New York Natural Heritage Program
Northern Sunfish
Lepomis peltastes Cope, 1870
Ray-finned Fishes
Northern Sunfish (Lepomis peltastes)
Family: sunfishes and freshwater basses (Centrarchidae)

State Protection: Threatened
A native species likely to become an endangered species within the foreseeable future in New York (includes any species listed as federally Threatened by the United States). It is illegal to take, import, transport, possess, or sell an animal listed as Threatened, or its parts, without a permit from NYSDEC. 1) Any native species likely to become an endangered species within the foreseeable future in New York. 2) Any species listed as threatened by the U.S. Department of the Interior.
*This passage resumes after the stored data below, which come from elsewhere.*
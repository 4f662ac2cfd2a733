/// VCA (Voltage Controlled Amplifier)
/// Scales the oscillator by the envelope, the note velocity and the voice gain
pub struct VCA {
    /// Note-on velocity (0.0 to 1.0), latched per note
    velocity: f32,
}

impl VCA {
    pub fn new() -> Self {
        Self { velocity: 1.0 }
    }

    pub fn set_velocity(&mut self, velocity: f32) {
        self.velocity = velocity.clamp(0.0, 1.0);
    }

    /// signal: oscillator output, modulation: envelope level, gain: shared voice gain
    pub fn process(&self, signal: f32, modulation: f32, gain: f32) -> f32 {
        signal * modulation * self.velocity * gain
    }
}

impl Default for VCA {
    fn default() -> Self {
        Self::new()
    }
}
pub mod events;
pub mod note;
pub mod waveform;

pub use events::MidiEvent;
pub use waveform::Waveform;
Federal Protection: Not Listed

State Rarity Rank: S1
A State Rarity Rank of S1 means: Typically 5 or fewer occurrences, very few remaining individuals, acres, or miles of stream, or some factor of its biology makes it especially vulnerable in New York State.

Global Rarity Rank: G5
A Global Rarity Rank of G5 means: Demonstrably secure globally, though it may be quite rare in parts of its range, especially at the periphery.


Did you know?
The subspecies of longear sunfish (Lepomis megalotis peltastes) found in New York was determined to be a separate species from Lepomis megalotis and is now called the northern sunfish (Lepomis peltastes). The American Fisheries Society changed its designation from a subspecies to a separate species in 2013 (The American Fisheries Society 2013).

State Ranking Justification [-]
Northern sunfish have declined so much that they are no longer detectable. They are threatened by hybridization with other Lepomis species, invasive fish and intensive agricultural practices (and other land uses) that contribute to poor water quality from runoff, pollution, and siltation.